If the '50s and '60s marked a fundamental shift in the American consciousness, one of the main causes was the bomb. ``The power to destroy the world had an incalculable effect,'' curator Stich said in an interview. ``Here, for the first time, was finality within the consciousness of mankind.''

The postwar artists did not take up the bomb in a literal way. But the possibility of mass destruction, and the tensions of the cold war, certainly affected their work. Living on the edge, they found that many of the small wonders of American life (TV dinners, modern appliances), or supposedly ``dramatic'' headlines in tabloid newspapers actually seemed mundane. In their work, these can even take on a strange or unreal quality: The box of new, improved Brillo pads, reproduced by Warhol, for example, can seem bizarre. In a world capable of exploding, here were Americans going bananas over the scrubbing power of a steel wool soap pad.

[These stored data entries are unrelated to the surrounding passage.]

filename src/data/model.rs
use std::fmt;
use std::str::FromStr;

use serde::Serialize;

use crate::error::AnalysisError;

/// Half-width of the acceptance band around every [`MatchRule::Point`].
pub const POINT_TOLERANCE: f64 = 0.1;

/// A chemical shift extracted from user input (ppm, not validated).
pub type ShiftValue = f64;

// ---------------------------------------------------------------------------
// Modality – which reference table to classify against
// ---------------------------------------------------------------------------

#[derive(Debug, Clone, Copy, Default, PartialEq, Eq, PartialOrd, Ord, Hash, Serialize)]
pub enum Modality {
    #[default]
    #[serde(rename = "1H NMR")]
    Proton,
    #[serde(rename = "13C NMR")]
    Carbon13,
    #[serde(rename = "Deuterated Solvent Residuals")]
    SolventResidual,
}

impl Modality {
    pub const ALL: [Modality; 3] = [
        Modality::Proton,
        Modality::Carbon13,
        Modality::SolventResidual,
    ];

    /// Canonical identifier, also used as the UI label.
    pub fn name(self) -> &'static str {
        match self {
            Modality::Proton => "1H NMR",
            Modality::Carbon13 => "13C NMR",
            Modality::SolventResidual => "Deuterated Solvent Residuals",
        }
    }
}

impl fmt::Display for Modality {
    fn fmt(&self, f: &mut fmt::Formatter<'_>) -> fmt::Result {
        f.write_str(self.name())
    }
}

impl FromStr for Modality {
    type Err = AnalysisError;

    fn from_str(s: &str) -> Result<Self, Self::Err> {
        let wanted = s.trim();
        Modality::ALL
            .into_iter()
            .find(|m| m.name() == wanted)
            .ok_or_else(|| AnalysisError::UnknownModality(s.to_string()))
    }
}

// ---------------------------------------------------------------------------
// MatchRule – closed interval or tolerance-banded point
// ---------------------------------------------------------------------------

#[derive(Debug, Clone, Copy, PartialEq, Serialize)]
#[serde(tag = "rule", rename_all = "snake_case")]
pub enum MatchRule {
    /// Inclusive on both ends.
    Range { low: f64, high: f64 },
    /// Matches strictly inside `center ± POINT_TOLERANCE`.
    Point { center: f64 },
}

impl MatchRule {
    pub fn matches(&self, shift: ShiftValue) -> bool {
        match *self {
            MatchRule::Range { low, high } => low <= shift && shift <= high,
            MatchRule::Point { center } => (shift - center).abs() < POINT_TOLERANCE,
        }
    }
}

impl fmt::Display for MatchRule {
    fn fmt(&self, f: &mut fmt::Formatter<'_>) -> fmt::Result {
        match self {
            MatchRule::Range { low, high } => write!(f, "{low}–{high} ppm"),
            MatchRule::Point { center } => write!(f, "{center} ± {POINT_TOLERANCE} ppm"),
        }
    }
}

// ---------------------------------------------------------------------------
// ReferenceEntry – one functional-group label and its rule
// ---------------------------------------------------------------------------

#[derive(Debug, Clone, PartialEq, Serialize)]
pub struct ReferenceEntry {
    pub label: String,
    #[serde(flatten)]
    pub rule: MatchRule,
}

impl ReferenceEntry {
    pub fn range(label: impl Into<String>, low: f64, high: f64) -> Self {
        debug_assert!(low <= high, "range rule with low > high");
        Self {
            label: label.into(),
            rule: MatchRule::Range { low, high },
        }
    }

    pub fn point(label: impl Into<String>, center: f64) -> Self {
        Self {
            label: label.into(),
            rule: MatchRule::Point { center },
        }
    }
}

// ---------------------------------------------------------------------------
// AnalysisResult – what the engine hands back to a front end
// ---------------------------------------------------------------------------

/// Classification of a single parsed shift.
#[derive(Debug, Clone, PartialEq, Serialize)]
#[serde(tag = "kind", rename_all = "snake_case")]
pub enum ShiftRecord {
    /// Labels are in reference-table declaration order.
    Matched { shift: ShiftValue, labels: Vec<String> },
    Unmatched { shift: ShiftValue },
}

impl ShiftRecord {
    pub fn shift(&self) -> ShiftValue {
        match self {
            ShiftRecord::Matched { shift, .. } | ShiftRecord::Unmatched { shift } => *shift,
        }
    }

    /// Matched labels; empty for an unmatched shift.
    pub fn labels(&self) -> &[String] {
        match self {
            ShiftRecord::Matched { labels, .. } => labels.as_slice(),
            ShiftRecord::Unmatched { .. } => &[],
        }
    }
}

/// Outcome of one `analyze` call.
///
/// `NoValidShifts` is distinct from a list of unmatched records: it means the
/// input held no usable numeral at all.
#[derive(Debug, Clone, PartialEq, Serialize)]
#[serde(tag = "status", rename_all = "snake_case")]
pub enum AnalysisResult {
    NoValidShifts,
    Shifts { records: Vec<ShiftRecord> },
}

impl AnalysisResult {
    /// Records in input order (empty for the sentinel).
    pub fn records(&self) -> &[ShiftRecord] {
        match self {
            AnalysisResult::NoValidShifts => &[],
            AnalysisResult::Shifts { records } => records.as_slice(),
        }
    }

    pub fn len(&self) -> usize {
        self.records().len()
    }

    pub fn is_empty(&self) -> bool {
        self.records().is_empty()
    }

    /// Number of shifts that received at least one assignment.
    pub fn matched_count(&self) -> usize {
        self.records()
            .iter()
            .filter(|r| matches!(r, ShiftRecord::Matched { .. }))
            .count()
    }

    /// Parsed shift values in input order.
    pub fn shifts(&self) -> Vec<ShiftValue> {
        self.records().iter().map(ShiftRecord::shift).collect()
    }
}

impl fmt::Display for AnalysisResult {
    fn fmt(&self, f: &mut fmt::Formatter<'_>) -> fmt::Result {
        f.write_str(&super::render::render_text(self))
    }
}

This ``strangeness'' is explored in a lighter vein through the various takeoffs on comic strips, which had become phenomenally popular in the '50s and '60s. Roy Lichtenstein, for example, poked fun at the false melodrama and often stilted dialogue found in the comics.

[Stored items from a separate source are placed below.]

use std::sync::LazyLock;

use regex::Regex;

use super::model::ShiftValue;
use crate::error::{AnalysisError, Result};

/// Unsigned decimal numeral: digits, optionally `.` and more digits.
const NUMERAL_PATTERN: &str = r"\d+(?:\.\d+)?";

static NUMERAL_RE: LazyLock<Regex> =
    LazyLock::new(|| Regex::new(NUMERAL_PATTERN).expect("valid regex"));

static DIGIT_RE: LazyLock<Regex> = LazyLock::new(|| Regex::new(r"^\d$").expect("valid regex"));

// ---------------------------------------------------------------------------
// Free-form text → shift values
// ---------------------------------------------------------------------------

/// Extract every numeral token from `text`, in order.
///
/// Newlines and commas act as plain separators; any other non-numeral text
/// (units, letters, stray symbols) is skipped. Digits from any script count
/// (`٣.٥` is 3.5). Conversion is all-or-nothing: one bad token fails the
/// whole parse with [`AnalysisError::Parse`].
pub fn parse_shifts(text: &str) -> Result<Vec<ShiftValue>> {
    let normalized = text.replace(['\n', ','], " ");

    NUMERAL_RE
        .find_iter(&normalized)
        .map(|m| {
            to_ascii_numeral(m.as_str())
                .and_then(|ascii| ascii.parse::<ShiftValue>().ok())
                .ok_or_else(|| AnalysisError::Parse {
                    token: m.as_str().to_string(),
                })
        })
        .collect()
}

/// Rewrite a numeral token with ASCII digits, keeping the decimal point.
fn to_ascii_numeral(token: &str) -> Option<String> {
    token
        .chars()
        .map(|c| match c {
            '.' => Some('.'),
            _ => decimal_value(c).and_then(|d| char::from_digit(d, 10)),
        })
        .collect()
}

fn is_decimal_digit(c: char) -> bool {
    let mut buf = [0u8; 4];
    DIGIT_RE.is_match(c.encode_utf8(&mut buf))
}

/// Value of a Unicode decimal digit.
///
/// Decimal digits are encoded as contiguous zero-to-nine runs, so the value
/// is the distance to the start of the run, modulo ten.
fn decimal_value(c: char) -> Option<u32> {
    if let Some(d) = c.to_digit(10) {
        return Some(d);
    }
    if !is_decimal_digit(c) {
        return None;
    }
    let mut start = c as u32;
    while let Some(prev) = start.checked_sub(1).and_then(char::from_u32) {
        if !is_decimal_digit(prev) {
            break;
        }
        start -= 1;
    }
    Some((c as u32 - start) % 10)
}

#[cfg(test)]
mod tests {
    use super::*;
    use crate::data::render::format_shift;

    #[test]
    fn comma_and_newline_are_equivalent() {
        assert_eq!(parse_shifts("0.9, 3.8").unwrap(), vec![0.9, 3.8]);
        assert_eq!(parse_shifts("0.9\n3.8").unwrap(), vec![0.9, 3.8]);
        assert_eq!(parse_shifts("0.9\r\n3.8,\n7.26").unwrap(), vec![0.9, 3.8, 7.26]);
    }

    #[test]
    fn text_without_numerals_is_empty() {
        assert!(parse_shifts("abc").unwrap().is_empty());
        assert!(parse_shifts("").unwrap().is_empty());
        assert!(parse_shifts(" ,\n, ").unwrap().is_empty());
    }

    #[test]
    fn surrounding_noise_is_skipped() {
        assert_eq!(
            parse_shifts("δ 7.26 ppm (s, 1H); 2.5ppm").unwrap(),
            vec![7.26, 1.0, 2.5]
        );
    }

    #[test]
    fn signs_exponents_and_leading_dots_are_not_part_of_a_token() {
        assert_eq!(parse_shifts("-1.5").unwrap(), vec![1.5]);
        assert_eq!(parse_shifts(".5").unwrap(), vec![5.0]);
        assert_eq!(parse_shifts("1e3").unwrap(), vec![1.0, 3.0]);
        assert_eq!(parse_shifts("3.").unwrap(), vec![3.0]);
        assert_eq!(parse_shifts("1.2.3").unwrap(), vec![1.2, 3.0]);
    }

    #[test]
    fn comma_splits_a_european_decimal() {
        assert_eq!(parse_shifts("1,5").unwrap(), vec![1.0, 5.0]);
    }

    #[test]
    fn input_order_is_kept() {
        assert_eq!(parse_shifts("9.5 1.0 4.2").unwrap(), vec![9.5, 1.0, 4.2]);
    }

    #[test]
    fn reparsing_rendered_values_is_stable() {
        let first =
            parse_shifts("0.9, 3.8\n7.26 50 128.5 10000000000000000 0.00001").unwrap();
        let rendered: Vec<String> = first.iter().map(|v| format_shift(*v)).collect();
        let second = parse_shifts(&rendered.join(", ")).unwrap();
        assert_eq!(first, second);
    }

    #[test]
    fn digits_from_other_scripts_are_converted() {
        assert_eq!(parse_shifts("1.5, ٣.٥, 2.0").unwrap(), vec![1.5, 3.5, 2.0]);
        assert_eq!(parse_shifts("۷.۲۶").unwrap(), vec![7.26]);
        assert_eq!(parse_shifts("１２.５").unwrap(), vec![12.5]);
        assert_eq!(parse_shifts("९").unwrap(), vec![9.0]);
    }

    #[test]
    fn adjacent_digit_runs_resolve_per_run() {
        // Mathematical bold seven, then double-struck nine from the next run.
        assert_eq!(parse_shifts("\u{1D7D5} \u{1D7E1}").unwrap(), vec![7.0, 9.0]);
    }

    #[test]
    fn decimal_value_rejects_non_digits() {
        assert_eq!(decimal_value('x'), None);
        assert_eq!(decimal_value('.'), None);
        assert_eq!(decimal_value('٠'), Some(0));
        assert_eq!(to_ascii_numeral("٣.٥").as_deref(), Some("3.5"));
    }
}
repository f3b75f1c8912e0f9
//! Functional-group suggestions for NMR chemical shifts.
//!
//! ```
//! use nmr_helper::{analyze, Modality, ShiftRecord};
//!
//! let result = analyze("9.5, 50", Modality::Proton).unwrap();
//! assert!(matches!(result.records()[0], ShiftRecord::Matched { .. }));
//! assert!(matches!(result.records()[1], ShiftRecord::Unmatched { .. }));
//! ```

pub mod data;
pub mod error;

pub use data::engine::{analyze, AnalysisEngine};
pub use data::model::{
    AnalysisResult, MatchRule, Modality, ReferenceEntry, ShiftRecord, ShiftValue, POINT_TOLERANCE,
};
pub use data::parse::parse_shifts;
pub use data::reference::{ReferenceTable, REFERENCE_VERSION};
pub use data::render::{render_summary, render_text};
pub use error::AnalysisError;
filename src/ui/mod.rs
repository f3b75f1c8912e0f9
pub mod panels;
pub mod plot;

Throughout ``Made in U.S.A.,'' one is struck by the incredible diversity of the postwar group: Wayne Thiebaud's thick, gooey, ``eatable'' paints; Edward Kienholz's milk-can and bicycle-seat sculpture; Ray Johnson's retouched images of Elvis Presley. The artists took in a double portion of the spirit of their times - possibility, energy, release, or, as the Dylan song title framed it, ``Love Minus Zero: No Limit.''

In short, the exhibit is an excellent capsule of a seminal cultural period (as are films like ``Platoon'' and the Beatles' recently rereleased ``Sgt. Pepper''). The art will be valuable in illustrating future histories of that era.

The ``Made in U.S.A.'' exhibit will be on view in Kansas City (July 25-Sept. 6), at the Nelson-Atkins Museum of Art, and in Richmond, Va. (Oct. 7- Dec. 7) at the Virginia Museum of Fine Arts.

The catalog, ``Made in U.S.A.: An Americanization in Modern Art, the '50s & '60s'' ($24.95 soft cover; $60 cloth), is available from the University of California Press, Berkeley, Calif.